Um
Erro
Por
Ruy Medeiros
Diferentemente
daquilo que ocorreu em outros países, como a Argentina, por exemplo,
o Brasil não puniu responsáveis pelo golpe de estado de 1964, nem
por suas práticas sistemáticas de torturas e desaparecimentos
contra opositores, na época da ditadura militar.
Provocado
a declarar a inconstitucionalidade da lei de anistia quanto ao perdão
nessa previsto aos agentes do Poder que praticaram crimes, o Supremo
Tribunal Federal acolheu a alegação de anistia recíproca e com
isso fechou a possibilidade de punir torturadores, exterminadores e
“desaparecedores” de pessoas. É o fato. Foi um grande erro.
Agora,
vê-se que um grupo de militares, com apoio de civis que vêm há
algum tempo estimulando a intervenção militar (durante a greve dos
caminhoneiros isso ficou evidente), aproveita da situação de crise,
insegurança e insatisfação popular para eleitoralmente ocupar o
poder –esse é claramente o sentido da candidatura de um oficial
reformado do exército.
Quem
assistiu à propaganda eleitoral daquele nos últimos dias, em
horário nobre, e conheça a história do Brasil nos últimos tempos,
ou que vive desde os anos sessenta, deve ter percebido nela o mesmo
tom com que agia o CCC –Comando de Caça aos Comunistas, grupo que
perseguia a todos aqueles que não concordavam com o golpe. Para
eles, todos os que não aderiam a golpes ou a golpistas eram
comunistas. Como se fazia naquela época contra os adversários,
desqualificando-os, a propaganda do capitão reformado ofendeu seu
adversário (o que havia feito em postagem anterior qualificando-o de
canalha), e se traduz como discurso de intolerância e chamamento à
violência.
A
propaganda eleitoral do capitão reformado desmente sua mensagem
desautorizando a violência. Ele a incita.
Antes
da propaganda eleitoral do segundo turno, seu companheiro de chapa,
também militar, além de pregar revogação de direitos
trabalhistas, prometeu reescrever o conteúdo dos livros didáticos
quanto ao sombrio período ditatorial. A mensagem do general vice é
clara: ou apaga o conteúdo dos livros ou se faz a versão que ele e
seu colega de chapa e farda querem. Da nova versão de “seus”

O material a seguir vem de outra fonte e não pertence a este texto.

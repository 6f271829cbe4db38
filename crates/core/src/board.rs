//! Board module - manages the game grid
//!
//! The board is a `width x height` grid (10x20 by default) where each cell can
//! be empty or filled with a piece kind. Uses a flat row-major buffer whose
//! size is fixed at creation.
//! Coordinates: (x, y) where x grows to the right and y grows downward,
//! row 0 being the top. Pieces may hang above row 0 (negative y).

use crate::error::{CoreError, Result};
use crate::pieces::Shape;
use crate::types::{cell_id, Cell, BOARD_HEIGHT, BOARD_WIDTH, MAX_BOARD_DIM, MIN_BOARD_DIM};

/// The game board
#[derive(Debug, Clone, PartialEq, Eq)]
pub struct Board {
    width: u8,
    height: u8,
    /// Flat array of cells, row-major order (y * width + x)
    cells: Box<[Cell]>,
}

impl Board {
    /// Create a new empty 10x20 board
    pub fn new() -> Self {
        Self::empty(BOARD_WIDTH, BOARD_HEIGHT)
    }

    /// Create an empty board of the given size
    pub fn with_size(width: u8, height: u8) -> Result<Self> {
        let valid = MIN_BOARD_DIM..=MAX_BOARD_DIM;
        if !valid.contains(&width) || !valid.contains(&height) {
            return Err(CoreError::InvalidDimensions { width, height });
        }
        Ok(Self::empty(width, height))
    }

    fn empty(width: u8, height: u8) -> Self {
        Self {
            width,
            height,
            cells: vec![None; width as usize * height as usize].into_boxed_slice(),
        }
    }

    /// Calculate flat index from (x, y) coordinates
    #[inline(always)]
    fn index(&self, x: i32, y: i32) -> Option<usize> {
        if self.is_out_of_bounds(x, y) {
            return None;
        }
        Some(y as usize * self.width as usize + x as usize)
    }

    pub fn width(&self) -> u8 {
        self.width
    }

    pub fn height(&self) -> u8 {
        self.height
    }

    pub fn is_out_of_bounds(&self, x: i32, y: i32) -> bool {
        x < 0 || x >= self.width as i32 || y < 0 || y >= self.height as i32
    }

    /// Cell at position (x, y)
    pub fn get(&self, x: i32, y: i32) -> Result<Cell> {
        self.index(x, y)
            .map(|idx| self.cells[idx])
            .ok_or(CoreError::OutOfBounds { x, y })
    }

    /// Overwrite a single cell. Used to build positions in tests and tools;
    /// gameplay only adds cells through [`Board::stamp`].
    pub fn set(&mut self, x: i32, y: i32, cell: Cell) -> Result<()> {
        let idx = self.index(x, y).ok_or(CoreError::OutOfBounds { x, y })?;
        self.cells[idx] = cell;
        Ok(())
    }

    /// Whether (x, y) is filled
    pub fn is_occupied(&self, x: i32, y: i32) -> Result<bool> {
        Ok(self.get(x, y)?.is_some())
    }

    /// Whether `shape` placed with its top-left corner at the origin would
    /// leave the board sideways or through the floor, or overlap a filled cell.
    ///
    /// Cells above row 0 are only checked against the side walls.
    pub fn collides(&self, shape: &Shape, origin_x: i32, origin_y: i32) -> bool {
        shape.minos().iter().any(|&(dx, dy, _)| {
            let x = origin_x + dx as i32;
            let y = origin_y + dy as i32;
            if x < 0 || x >= self.width as i32 || y >= self.height as i32 {
                return true;
            }
            y >= 0 && self.cells[y as usize * self.width as usize + x as usize].is_some()
        })
    }

    /// Write the shape's filled cells into the board.
    ///
    /// Cells above row 0 are dropped. Any other cell outside the grid is a
    /// caller bug: nothing is written and `OutOfBounds` is returned.
    pub fn stamp(&mut self, shape: &Shape, origin_x: i32, origin_y: i32) -> Result<()> {
        let minos = shape.minos();

        for &(dx, dy, _) in &minos {
            let x = origin_x + dx as i32;
            let y = origin_y + dy as i32;
            if y >= 0 && self.index(x, y).is_none() {
                return Err(CoreError::OutOfBounds { x, y });
            }
        }

        for &(dx, dy, kind) in &minos {
            let x = origin_x + dx as i32;
            let y = origin_y + dy as i32;
            if let Some(idx) = self.index(x, y) {
                self.cells[idx] = Some(kind);
            }
        }

        Ok(())
    }

    fn row(&self, y: usize) -> &[Cell] {
        let width = self.width as usize;
        &self.cells[y * width..(y + 1) * width]
    }

    /// Check if a row is completely filled
    pub fn is_row_full(&self, y: usize) -> bool {
        y < self.height as usize && self.row(y).iter().all(|cell| cell.is_some())
    }

    /// Remove every full row and return how many were removed.
    ///
    /// Compacts in a single bottom-to-top pass: non-full rows are copied down
    /// to the next write slot in their original order, then the freed rows at
    /// the top are emptied. Height and width never change.
    pub fn clear_full_rows(&mut self) -> usize {
        let width = self.width as usize;
        let mut write_y = self.height as usize;
        let mut cleared = 0;

        for read_y in (0..self.height as usize).rev() {
            if self.is_row_full(read_y) {
                cleared += 1;
            } else {
                write_y -= 1;
                if write_y != read_y {
                    let src_start = read_y * width;
                    self.cells
                        .copy_within(src_start..src_start + width, write_y * width);
                }
            }
        }

        for cell in &mut self.cells[..write_y * width] {
            *cell = None;
        }

        cleared
    }

    /// Number of filled cells
    pub fn occupied_count(&self) -> usize {
        self.cells.iter().filter(|cell| cell.is_some()).count()
    }

    /// Flat row-major cell buffer
    pub fn cells(&self) -> &[Cell] {
        &self.cells
    }

    /// Owned copy of the grid, one `Vec` per row (top row first)
    pub fn to_rows(&self) -> Vec<Vec<Cell>> {
        (0..self.height as usize).map(|y| self.row(y).to_vec()).collect()
    }

    /// Grid of numeric cell ids (0 empty, 1-7 piece kinds)
    pub fn to_id_rows(&self) -> Vec<Vec<u8>> {
        (0..self.height as usize)
            .map(|y| self.row(y).iter().map(|&cell| cell_id(cell)).collect())
            .collect()
    }

    /// Empty every cell
    pub fn clear(&mut self) {
        for cell in self.cells.iter_mut() {
            *cell = None;
        }
    }
}

impl Default for Board {
    fn default() -> Self {
        Self::new()
    }
}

livros de história o general omitirá ou dirá por que torturadores
foram perdoados?
A
gente sabe da aversão desse pessoal à liberdade de consciência e à
verdade histórica. Antes do golpe, um livro de história do Brasil
vinha sendo publicado em fascículos pelo MEC – era a Nova História
do Brasil, coordenada por Nelson Werneck Sodré (militar democrata do
exército), Joel Rufino dos Santos e outros, logo após o golpe foi
retirada das bibliotecas públicas, postos de venda e de outros
lugares, exemplares destruídos e foi impedida sua circulação. Seus
autores foram processados por haverem escrito o livro, e mesmo os
ditadores de plantão, perante a Justiça Militar, conseguiram de um
historiador ser nomeado e produzir um laudo técnico contra o livro
escrito antes do golpe. Laudo contra um livro...
É
assim mesmo que gente desse tipo age: nada de divergência em relação
ao que pensam e querem. Houve intelectual proibido de escrever (Caio
Prado Júnior), livros censurados, intelectuais de renome
internacional tiveram suprimidos direitos políticos e cátedra. Um
deles (na época o mais conhecido no mundo), Josué de Castro, foi
proibido de retornar ao Brasil: todas as embaixadas brasileiras na
Europa recusavam visar seu passaporte. Quando morreu na França, a
muito custo deixaram seu corpo vir ser sepultado no Brasil, porém
foram proibidos fotos do ato de sepultamento. Mas seus livros
Geografia
da Fome
e Geopolítica
da fome,
e outros artigos continuavam lidos em várias universidades.
O
país vive nova preparação de um golpe, agora sob justificação de
sagração eleitoral, ou não, e também com as palavras de ordem com
que, em 1964, os golpistas obscureceram consciência, manipulando-as:
Deus, família e moralidade.
Cabem
algumas (dentre muitas) perguntas: defende a família que votou a
favor da reforma trabalhista da qual consta que mulheres grávidas
podem trabalhar em condição insalubre? Defende a família que vota
contra direitos das empregadas (e empregados) domésticas, que têm
filhos? Que Deus é aquele que se compraz com elogio de torturador?
Que Deus é esse? Qual é a moralidade da censura, da política
econômica desumanizadora proposta? Qual a moralidade do apagamento
da história?
O
“filme” é velho, mas é inevitável assistir a ele novamente?